An illustrious but little known individual who lived in S. Maria Novella, belonging to an important family with a curious name.

By Enrico Bartocci

 

Buoninsegna de 'Cicciaporci, an illustrious but little known individual who lived in S. Maria Novella, belonging to an important family with a curious name and an amusing "revealing" coat of arms showing a nice garland of Cinta Senese pigs. It is gold with a black griffin and red border filled with the six black pigs with silver straps", as described by the nineteenth-century artist Ceramelli Papiani. We see it in the cloister of Santo Spirito, where the family owned some houses in the facing square. The Cicciaporci had several illustrious members in the Florentine political and religious institutions. Buoninsegna, a Dominican friar, was portrayed between 1570 and 1590 by Bernardino Poccetti in the great cloister of S. Maria Novella, with the palm of martyrdom in the left hand. The cartouche under the portrait reads:

BF BONINSEGNA. FLOREN.

MARTYR. INVICTUS

PRO. CHTO.

ANTIOCHIE. sectus

Anno: MCCLX

Giuseppe Maria Brocchi in his " Vite De 'Santi E Beati Fiorentini" (Albizzini, 1752) dedicated an entire chapter to him, calling him " DOMENICANO, PATRIARCA D'ANTIOCHIA, AND MARTYR". He tells us that, according to the documents preserved in the archive of S. Maria Novella ( “Cronica fratrum Sancte Marie Novelle de Florentia" ) was born around 1200 and received the vows from the Blessed John of Salerno , a disciple of St. Dominic Guzman who arrived in Florence with 12 confreres in 1221 he founded the church and the convent of S. Maria Novella. He worked hard in his studies, becoming a reader in Theology and in 1233 he played an important role in mediation in the difficult peace between the Florentines and Pisa. He then embarked on a ship for Egypt "inspired by God to procure the conversion of the unbelievers" and reached Antioch, where "he reduced to the true faith most of those inhabitants" and for this he was appointed by the Pope "Antiochian Patriarch ". But in June 1270, following the reconquest of Antioch by the mamlûk , all the Dominicans of Antioch were executed. In Buoninsegna Cicciaporci the same atrocious torture was reserved which, according to the apocryphal gospels was inflicted on the prophet Isaiah:"... having been ordered that the same (Buoninsegna, ed) was sawed alive by the middle of the head in the public square, which was barbarically executed on the 8th of June of the year MCCLXX". For this reason, in the fresco of the Poccetti is portrayed with the palm of martyrdom in his left hand, in the cartouche he is called "sectus" (divided, sawn) and refers to his position as Patriarch.

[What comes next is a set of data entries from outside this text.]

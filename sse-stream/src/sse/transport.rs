//! Response targets the connection controller copies events into.

use async_trait::async_trait;
use axum::body::Body;
use bytes::{Bytes, BytesMut};
use futures::future::{BoxFuture, FutureExt};
use http::{HeaderMap, StatusCode};
use std::convert::Infallible;
use std::io;
use tokio::sync::mpsc;
use tokio_stream::wrappers::ReceiverStream;

/// The live HTTP response of one connection.
///
/// Status and headers must be set before the first body byte is written.
/// `write_all` may buffer; `flush` pushes everything buffered to the client.
#[async_trait]
pub trait ResponseTarget: Send + 'static {
    /// Set the response status.
    fn set_status(&mut self, status: StatusCode);

    /// Mutable access to the response headers.
    fn headers_mut(&mut self) -> &mut HeaderMap;

    /// Whether [`ResponseTarget::flush`] can push bytes incrementally.
    fn supports_flush(&self) -> bool;

    /// Append body bytes.
    async fn write_all(&mut self, bytes: &[u8]) -> io::Result<()>;

    /// Push buffered body bytes to the client now.
    async fn flush(&mut self) -> io::Result<()>;

    /// Resolves once the client has gone away, even if nothing is being
    /// written. The future must not borrow the target.
    ///
    /// The default never resolves; such targets only report a disconnect
    /// through failing writes.
    fn closed(&self) -> BoxFuture<'static, ()> {
        futures::future::pending().boxed()
    }
}

/// [`ResponseTarget`] feeding an axum [`Body`].
///
/// Written bytes collect in a buffer and leave as one body frame per flush.
/// A full buffer flushes on its own. Once hyper drops the body (the client
/// disconnected) writes and flushes fail with `BrokenPipe`.
#[derive(Debug)]
pub struct BodyWriter {
    status: StatusCode,
    headers: HeaderMap,
    buffer: BytesMut,
    capacity: usize,
    frames: mpsc::Sender<Result<Bytes, Infallible>>,
}

impl BodyWriter {
    /// Create a writer and the response body it feeds.
    ///
    /// `buffer_bytes` is the auto-flush threshold, `frame_capacity` how many
    /// flushed frames may wait for hyper before flushing blocks.
    #[must_use]
    pub fn channel(buffer_bytes: usize, frame_capacity: usize) -> (Self, Body) {
        let (frames, rx) = mpsc::channel(frame_capacity.max(1));
        let body = Body::from_stream(ReceiverStream::new(rx));

        let writer = Self {
            status: StatusCode::OK,
            headers: HeaderMap::new(),
            buffer: BytesMut::with_capacity(buffer_bytes),
            capacity: buffer_bytes.max(1),
            frames,
        };

        (writer, body)
    }

    /// Status set so far.
    #[must_use]
    pub fn status(&self) -> StatusCode {
        self.status
    }

    /// Move the headers out, leaving an empty map.
    pub fn take_headers(&mut self) -> HeaderMap {
        std::mem::take(&mut self.headers)
    }

    /// Whether the response body has been dropped.
    #[must_use]
    pub fn is_closed(&self) -> bool {
        self.frames.is_closed()
    }
}

#[async_trait]
impl ResponseTarget for BodyWriter {
    fn set_status(&mut self, status: StatusCode) {
        self.status = status;
    }

    fn headers_mut(&mut self) -> &mut HeaderMap {
        &mut self.headers
    }

    fn supports_flush(&self) -> bool {
        true
    }

    async fn write_all(&mut self, bytes: &[u8]) -> io::Result<()> {
        if self.is_closed() {
            return Err(body_dropped());
        }
        self.buffer.extend_from_slice(bytes);
        if self.buffer.len() >= self.capacity {
            self.flush().await?;
        }
        Ok(())
    }

    async fn flush(&mut self) -> io::Result<()> {
        if self.buffer.is_empty() {
            return if self.is_closed() {
                Err(body_dropped())
            } else {
                Ok(())
            };
        }

        let frame = self.buffer.split().freeze();
        self.frames
            .send(Ok(frame))
            .await
            .map_err(|_| body_dropped())
    }

    fn closed(&self) -> BoxFuture<'static, ()> {
        let frames = self.frames.clone();
        async move { frames.closed().await }.boxed()
    }
}

fn body_dropped() -> io::Error {
    io::Error::new(io::ErrorKind::BrokenPipe, "response body dropped by client")
}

In the 15th century the Dominican Archbishop S. Antonino Pierozzi in his writings placed Buoninsegna among the most authoritative and illustrious saints of the Dominican order. In fact, we find his portrait in the chapter hall of the convent of S. Marco, of which Pierozzi was Prior, among the 17 faces of illustrious Dominicans portrayed in the frieze at the base of the Crucifixion of Beato Angelico: it is the first on the left, with the palm in one hand and the instrument of his martyrdom, a huge saw, in other. It is possible that Bernardino Poccetti was inspired by this portrait to paint the one in S. Maria Novella. In fact, during the same period, around the end of the 16th century, he frescoed several lunettes of the cloister of S. Antonino in the convent of S. Marco, on which the chapter hall stands. He will therefore certainly have had the opportunity to see the fresco by Beato Angelico and the portrait of Buoninsegna.

Portrait of Cicciaporci, Convent of San Marco

Coat of arms of the Cicciaporci, cloister of Santo Spirito, Florence

Photo: Enrico Bartocci

About the author: Enrico Bartocci

Born 1966 in  Florence and raised here, in a family fatally infected by the disease of art and the ancient, in the shadows of the walls of Arnolfo, between Palazzo Pitti, Boboli and the avenue of the hills.

Architect, computer scientist, licensed tour guide, amateur photographer. The activity of tourist guide, which tries to carry out privileging unusual itineraries in and around Florence, supports writing articles on historical and artistic subjects in Florence, published mainly in the online magazine "Florencecity".